• _EXERCISE PROMPT_
Repeat every entry below exactly as given.

(Dataset entries)
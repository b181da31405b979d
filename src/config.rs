//! Runtime configuration resolved from the process environment.
//!
//! # Environment Variables
//!
//! - `PORT` - Listen port (default: 5000)
//! - `HOST` - Bind address (default: 0.0.0.0)
//! - `APP_ENV` - Runtime environment label (default: development)
//! - `CORS_ORIGIN` - Allowed cross-origin value (default: http://localhost:5173)
//! - `WORKERS` - Worker process count, 0 derives it from host parallelism (default: 0)
//! - `RESTART_DELAY_MS` - Delay before replacing an exited worker (default: 1000)
//! - `WEATHER_API_URL` - Base URL of the weather provider (default: https://wttr.in)
//!
//! A `.env` file in the working directory is loaded first (see
//! [`load_dotenv`]). Variables already present in the process environment
//! take precedence over it.

use std::path::PathBuf;
use std::str::FromStr;
use std::time::Duration;

use crate::cluster::WorkerPoolConfig;

pub const DEFAULT_PORT: u16 = 5000;
pub const DEFAULT_HOST: &str = "0.0.0.0";
pub const DEFAULT_ENVIRONMENT: &str = "development";
pub const DEFAULT_CORS_ORIGIN: &str = "http://localhost:5173";
pub const DEFAULT_WEATHER_API_URL: &str = "https://wttr.in";
pub const DEFAULT_RESTART_DELAY: Duration = Duration::from_millis(1000);

/// Resolved application configuration.
///
/// Built once at process start and never re-read.
#[derive(Debug, Clone, PartialEq, Eq)]
pub struct AppConfig {
    /// Address to bind the HTTP listener to.
    pub host: String,
    /// Port shared by every worker.
    pub port: u16,
    /// Runtime environment label, informational only.
    pub environment: String,
    /// Value of `Access-Control-Allow-Origin`.
    pub cors_origin: String,
    /// Requested worker count (0 = one per available CPU).
    pub workers: usize,
    /// Wait between a worker exit and its replacement.
    pub restart_delay: Duration,
    /// Base URL of the weather provider.
    pub weather_api_url: String,
}

impl Default for AppConfig {
    fn default() -> Self {
        Self {
            host: DEFAULT_HOST.to_string(),
            port: DEFAULT_PORT,
            environment: DEFAULT_ENVIRONMENT.to_string(),
            cors_origin: DEFAULT_CORS_ORIGIN.to_string(),
            workers: 0,
            restart_delay: DEFAULT_RESTART_DELAY,
            weather_api_url: DEFAULT_WEATHER_API_URL.to_string(),
        }
    }
}

impl AppConfig {
    /// Resolve configuration from the process environment.
    ///
    /// Call [`load_dotenv`] and install logging first, so `.env` values are
    /// visible and fallbacks are reported.
    pub fn from_env() -> Self {
        Self::from_lookup(|key| std::env::var(key).ok())
    }

    /// Resolve configuration through an arbitrary variable lookup.
    ///
    /// Missing, empty, or unparsable values fall back to their defaults.
    ///
    /// # Examples
    ///
    /// ```ignore
    /// let config = AppConfig::from_lookup(|key| match key {
    ///     "PORT" => Some("8080".to_string()),
    ///     _ => None,
    /// });
    /// assert_eq!(config.port, 8080);
    /// assert_eq!(config.environment, "development");
    /// ```
    pub fn from_lookup<F>(lookup: F) -> Self
    where
        F: Fn(&str) -> Option<String>,
    {
        let defaults = Self::default();
        let text = |key: &str, default: String| non_empty(lookup(key)).unwrap_or(default);

        Self {
            host: text("HOST", defaults.host),
            port: parse_or("PORT", lookup("PORT"), defaults.port),
            environment: text("APP_ENV", defaults.environment),
            cors_origin: text("CORS_ORIGIN", defaults.cors_origin),
            workers: parse_or("WORKERS", lookup("WORKERS"), defaults.workers),
            restart_delay: Duration::from_millis(parse_or(
                "RESTART_DELAY_MS",
                lookup("RESTART_DELAY_MS"),
                defaults.restart_delay.as_millis() as u64,
            )),
            weather_api_url: text("WEATHER_API_URL", defaults.weather_api_url),
        }
    }

    /// Supervisor settings derived from this configuration.
    pub fn pool_config(&self) -> WorkerPoolConfig {
        WorkerPoolConfig {
            desired_worker_count: self.workers,
            restart_delay: self.restart_delay,
        }
    }

    /// `host:port` string for binding.
    pub fn bind_addr(&self) -> String {
        format!("{}:{}", self.host, self.port)
    }
}

/// Load `.env` from the working directory or its ancestors into the process
/// environment, without overriding variables that are already set.
///
/// Returns the path of the file that was read, if any.
pub fn load_dotenv() -> Option<PathBuf> {
    dotenvy::dotenv().ok()
}

fn non_empty(value: Option<String>) -> Option<String> {
    value
        .map(|v| v.trim().to_string())
        .filter(|v| !v.is_empty())
}

/// Parse `raw`, falling back to `default` when absent or malformed.
fn parse_or<T>(key: &str, raw: Option<String>, default: T) -> T
where
    T: FromStr + Copy + std::fmt::Debug,
{
    let Some(raw) = non_empty(raw) else {
        return default;
    };
    match raw.parse() {
        Ok(value) => value,
        Err(_) => {
            tracing::debug!(
                key,
                value = %raw,
                default = ?default,
                "Ignoring malformed numeric setting"
            );
            default
        }
    }
}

• _OUTPUT OF THE TASK_
repository b181da31405b979d
filename src/config.rs
//! Runtime configuration resolved from the process environment.
//!
//! # Environment Variables
//!
//! - `PORT` - Listen port (default: 5000)
//! - `HOST` - Bind address (default: 0.0.0.0)
//! - `APP_ENV` - Runtime environment label (default: development)
//! - `CORS_ORIGIN` - Allowed cross-origin value (default: http://localhost:5173)
//! - `WORKERS` - Worker process count, 0 derives it from host parallelism (default: 0)
//! - `RESTART_DELAY_MS` - Delay before replacing an exited worker (default: 1000)
//! - `WEATHER_API_URL` - Base URL of the weather provider (default: https://wttr.in)
//!
//! A `.env` file in the working directory is loaded first (see
//! [`load_dotenv`]). Variables already present in the process environment
//! take precedence over it.

use std::path::PathBuf;
use std::str::FromStr;
use std::time::Duration;

use crate::cluster::WorkerPoolConfig;

pub const DEFAULT_PORT: u16 = 5000;
pub const DEFAULT_HOST: &str = "0.0.0.0";
pub const DEFAULT_ENVIRONMENT: &str = "development";
pub const DEFAULT_CORS_ORIGIN: &str = "http://localhost:5173";
pub const DEFAULT_WEATHER_API_URL: &str = "https://wttr.in";
pub const DEFAULT_RESTART_DELAY: Duration = Duration::from_millis(1000);

/// Resolved application configuration.
///
/// Built once at process start and never re-read.
#[derive(Debug, Clone, PartialEq, Eq)]
pub struct AppConfig {
    /// Address to bind the HTTP listener to.
    pub host: String,
    /// Port shared by every worker.
    pub port: u16,
    /// Runtime environment label, informational only.
    pub environment: String,
    /// Value of `Access-Control-Allow-Origin`.
    pub cors_origin: String,
    /// Requested worker count (0 = one per available CPU).
    pub workers: usize,
    /// Wait between a worker exit and its replacement.
    pub restart_delay: Duration,
    /// Base URL of the weather provider.
    pub weather_api_url: String,
}

impl Default for AppConfig {
    fn default() -> Self {
        Self {
            host: DEFAULT_HOST.to_string(),
            port: DEFAULT_PORT,
            environment: DEFAULT_ENVIRONMENT.to_string(),
            cors_origin: DEFAULT_CORS_ORIGIN.to_string(),
            workers: 0,
            restart_delay: DEFAULT_RESTART_DELAY,
            weather_api_url: DEFAULT_WEATHER_API_URL.to_string(),
        }
    }
}

impl AppConfig {
    /// Resolve configuration from the process environment.
    ///
    /// Call [`load_dotenv`] and install logging first, so `.env` values are
    /// visible and fallbacks are reported.
    pub fn from_env() -> Self {
        Self::from_lookup(|key| std::env::var(key).ok())
    }

    /// Resolve configuration through an arbitrary variable lookup.
    ///
    /// Missing, empty, or unparsable values fall back to their defaults.
    ///
    /// # Examples
    ///
    /// ```ignore
    /// let config = AppConfig::from_lookup(|key| match key {
    ///     "PORT" => Some("8080".to_string()),
    ///     _ => None,
    /// });
    /// assert_eq!(config.port, 8080);
    /// assert_eq!(config.environment, "development");
    /// ```
    pub fn from_lookup<F>(lookup: F) -> Self
    where
        F: Fn(&str) -> Option<String>,
    {
        let defaults = Self::default();
        let text = |key: &str, default: String| non_empty(lookup(key)).unwrap_or(default);

        Self {
            host: text("HOST", defaults.host),
            port: parse_or("PORT", lookup("PORT"), defaults.port),
            environment: text("APP_ENV", defaults.environment),
            cors_origin: text("CORS_ORIGIN", defaults.cors_origin),
            workers: parse_or("WORKERS", lookup("WORKERS"), defaults.workers),
            restart_delay: Duration::from_millis(parse_or(
                "RESTART_DELAY_MS",
                lookup("RESTART_DELAY_MS"),
                defaults.restart_delay.as_millis() as u64,
            )),
            weather_api_url: text("WEATHER_API_URL", defaults.weather_api_url),
        }
    }

    /// Supervisor settings derived from this configuration.
    pub fn pool_config(&self) -> WorkerPoolConfig {
        WorkerPoolConfig {
            desired_worker_count: self.workers,
            restart_delay: self.restart_delay,
        }
    }

    /// `host:port` string for binding.
    pub fn bind_addr(&self) -> String {
        format!("{}:{}", self.host, self.port)
    }
}

/// Load `.env` from the working directory or its ancestors into the process
/// environment, without overriding variables that are already set.
///
/// Returns the path of the file that was read, if any.
pub fn load_dotenv() -> Option<PathBuf> {
    dotenvy::dotenv().ok()
}

fn non_empty(value: Option<String>) -> Option<String> {
    value
        .map(|v| v.trim().to_string())
        .filter(|v| !v.is_empty())
}

/// Parse `raw`, falling back to `default` when absent or malformed.
fn parse_or<T>(key: &str, raw: Option<String>, default: T) -> T
where
    T: FromStr + Copy + std::fmt::Debug,
{
    let Some(raw) = non_empty(raw) else {
        return default;
    };
    match raw.parse() {
        Ok(value) => value,
        Err(_) => {
            tracing::debug!(
                key,
                value = %raw,
                default = ?default,
                "Ignoring malformed numeric setting"
            );
            default
        }
    }
}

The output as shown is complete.